_TO DO:_ Look below for the line that contains "FRENCH_VERB_TAGS.iter().copied().collect()", then copy it and each following line exactly, through and including the line that contains "assert_eq!(table.len(), 15);".

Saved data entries
_ _ _ _ _ _ _

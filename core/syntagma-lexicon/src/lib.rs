//! Closed-lexicon classifiers over surface words.
//!
//! None of these can fail: a word that matches nothing is simply not a
//! numeral or not a currency.

use once_cell::sync::Lazy;
use regex::Regex;

/// French cardinal number words.
pub const NUMERALS: &[&str] = &[
    "un", "deux", "trois", "quatre", "cinq", "six", "sept", "huit", "neuf", "dix", "onze",
    "douze", "treize", "quatorze", "quinze", "seize", "vingt", "trente", "quarante",
    "cinquante", "soixante", "cent", "cents", "mil", "mille", "million", "millions",
    "milliard", "milliards",
];

/// Currency names and symbols recognised at the start of a word.
pub const CURRENCIES: &[&str] = &["euros", "Francs", "francs", "EUROS", "$", "€"];

// Anchored at the start only: "12h30" and "3,5kg" count as numerals.
static DECIMAL: Lazy<Regex> =
    Lazy::new(|| Regex::new(r"^[0-9]+[,.]?[0-9]*([eE][0-9]+)?").expect("valid decimal pattern"));

/// True for French cardinal words and for words starting with a decimal number.
///
/// "un" is excluded because it is far more often the indefinite article.
pub fn is_numeral(word: &str) -> bool {
    if word != "un" && NUMERALS.contains(&word) {
        return true;
    }
    DECIMAL.is_match(word)
}

/// True when the word starts with a currency name or symbol.
pub fn is_currency(word: &str) -> bool {
    CURRENCIES.iter().any(|currency| word.starts_with(currency))
}
//! Fixed linguistic tables of the French annotation scheme.
//!
//! The tables are plain immutable values. Consumers own a copy (usually
//! through the chunker configuration) instead of reading module state.

use std::collections::{BTreeSet, HashMap};

use crate::roles::ChunkRole;

const FRENCH_ROLES: &[(&str, ChunkRole)] = &[
    ("mod", ChunkRole::Context),
    ("suj", ChunkRole::Subject),
    ("obj", ChunkRole::Object),
    ("coord", ChunkRole::Coordination),
    ("ponct", ChunkRole::Unknown),
    ("aff", ChunkRole::Verb),
    ("ats", ChunkRole::Verb),
    ("ato", ChunkRole::Verb),
    ("p_obj", ChunkRole::Object),
    ("a_obj", ChunkRole::Object),
    ("mod_rel", ChunkRole::Context),
    ("prep", ChunkRole::Object),
    ("root", ChunkRole::Object),
    ("dep", ChunkRole::Object),
    ("det", ChunkRole::Subject),
];

/// Finite, participle, subjunctive, present participle and imperative tags.
const FRENCH_VERB_TAGS: &[&str] = &["V", "VPP", "VS", "VPR", "VIMP"];

/// Labels linking an auxiliary (tense, passive, causative) to its verb.
const FRENCH_AUXILIARY_LABELS: &[&str] = &["aux_tps", "aux_pass", "aux_caus"];

/// Dependency label -> chunk role.
#[derive(Debug, Clone, PartialEq, Eq)]
pub struct RoleTable {
    entries: HashMap<String, ChunkRole>,
}

impl RoleTable {
    pub fn french() -> Self {
        FRENCH_ROLES.iter().map(|&(label, role)| (label, role)).collect()
    }

    pub fn lookup(&self, label: &str) -> Option<ChunkRole> {
        self.entries.get(label).copied()
    }

    pub fn len(&self) -> usize {
        self.entries.len()
    }

    pub fn is_empty(&self) -> bool {
        self.entries.is_empty()
    }
}

impl Default for RoleTable {
    fn default() -> Self {
        Self::french()
    }
}

impl<S: Into<String>> FromIterator<(S, ChunkRole)> for RoleTable {
    fn from_iter<I: IntoIterator<Item = (S, ChunkRole)>>(iter: I) -> Self {
        Self {
            entries: iter.into_iter().map(|(label, role)| (label.into(), role)).collect(),
        }
    }
}

/// A closed set of tags or labels.
#[derive(Debug, Clone, PartialEq, Eq, Default)]
pub struct TagSet {
    tags: BTreeSet<String>,
}

impl TagSet {
    pub fn french_verbs() -> Self {
        FRENCH_VERB_TAGS.iter().copied().collect()
    }

    pub fn french_auxiliaries() -> Self {
        FRENCH_AUXILIARY_LABELS.iter().copied().collect()
    }

    pub fn contains(&self, tag: &str) -> bool {
        self.tags.contains(tag)
    }

    pub fn iter(&self) -> impl Iterator<Item = &str> {
        self.tags.iter().map(String::as_str)
    }
}

impl<S: Into<String>> FromIterator<S> for TagSet {
    fn from_iter<I: IntoIterator<Item = S>>(iter: I) -> Self {
        Self {
            tags: iter.into_iter().map(Into::into).collect(),
        }
    }
}

#[cfg(test)]
mod tests {
    use super::*;

    #[test]
    fn french_role_table() {
        let table = RoleTable::french();
        assert_eq!(table.len(), 15);
        assert_eq!(table.lookup("suj"), Some(ChunkRole::Subject));
        assert_eq!(table.lookup("det"), Some(ChunkRole::Subject));
        assert_eq!(table.lookup("p_obj"), Some(ChunkRole::Object));
        assert_eq!(table.lookup("mod_rel"), Some(ChunkRole::Context));
        assert_eq!(table.lookup("ponct"), Some(ChunkRole::Unknown));
        assert_eq!(table.lookup("ato"), Some(ChunkRole::Verb));
        // Auxiliaries are folded into verb chunks, never looked up.
        assert_eq!(table.lookup("aux_tps"), None);
        assert_eq!(table.lookup("xyz"), None);
    }

    #[test]
    fn french_tag_sets() {
        let verbs = TagSet::french_verbs();
        assert!(verbs.contains("V"));
        assert!(verbs.contains("VIMP"));
        assert!(!verbs.contains("VINF"));
        assert!(!verbs.contains("NC"));

        let aux = TagSet::french_auxiliaries();
        assert_eq!(aux.iter().collect::<Vec<_>>(), vec!["aux_caus", "aux_pass", "aux_tps"]);
    }
}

_ _ _ _ _ _ _

_YOUR RESPONSE:_
        FRENCH_VERB_TAGS.iter().copied().collect()
    }

    pub fn french_auxiliaries() -> Self {
        FRENCH_AUXILIARY_LABELS.iter().copied().collect()
    }

    pub fn contains(&self, tag: &str) -> bool {
        self.tags.contains(tag)
    }

    pub fn iter(&self) -> impl Iterator<Item = &str> {
        self.tags.iter().map(String::as_str)
    }
}

impl<S: Into<String>> FromIterator<S> for TagSet {
    fn from_iter<I: IntoIterator<Item = S>>(iter: I) -> Self {
        Self {
            tags: iter.into_iter().map(Into::into).collect(),
        }
    }
}

#[cfg(test)]
mod tests {
    use super::*;

    #[test]
    fn french_role_table() {
        let table = RoleTable::french();
        assert_eq!(table.len(), 15);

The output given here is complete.